• [To do] Copy exactly the last part of the listing below, beginning at the line that contains "sample count changes." and including the final line.
□ □ □
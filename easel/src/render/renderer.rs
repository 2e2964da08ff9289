use super::frame::Frame;
use crate::surface::factory::GpuContext;

pub use crate::surface::profile::CapabilityRequest;

/// Everything a renderer needs to build pipelines against the current
/// render target.
#[derive(Clone, Copy, Debug, PartialEq)]
pub struct TargetInfo {
    pub format: wgpu::TextureFormat,
    pub depth_format: Option<wgpu::TextureFormat>,
    pub sample_count: u32,
    pub logical: [u32; 2],
    pub physical: [u32; 2],
    pub scale: f64,
}

/// The graphics-primitive renderer driven by a surface.
pub trait Renderer: Send + 'static {
    fn requested_capabilities(&self) -> CapabilityRequest {
        CapabilityRequest::default()
    }

    /// Called once the context exists, and again whenever the target format
    /// or sample count changes.
    fn bind_to_context(
        &mut self,
        gpu: &GpuContext,
        target: &TargetInfo,
    ) -> Result<(), String>;

    fn set_size(&mut self, _target: &TargetInfo) {}

    fn draw_frame(&mut self, frame: &mut Frame) -> Result<(), String>;

    /// Polled before every frame; `true` ends animation cleanly.
    fn exit_requested(&self) -> bool {
        false
    }
}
□ □ □
• [Exercise solution]
    /// or sample count changes.
    fn bind_to_context(
        &mut self,
        gpu: &GpuContext,
        target: &TargetInfo,
    ) -> Result<(), String>;

    fn set_size(&mut self, _target: &TargetInfo) {}

    fn draw_frame(&mut self, frame: &mut Frame) -> Result<(), String>;

    /// Polled before every frame; `true` ends animation cleanly.
    fn exit_requested(&self) -> bool {
        false
    }
}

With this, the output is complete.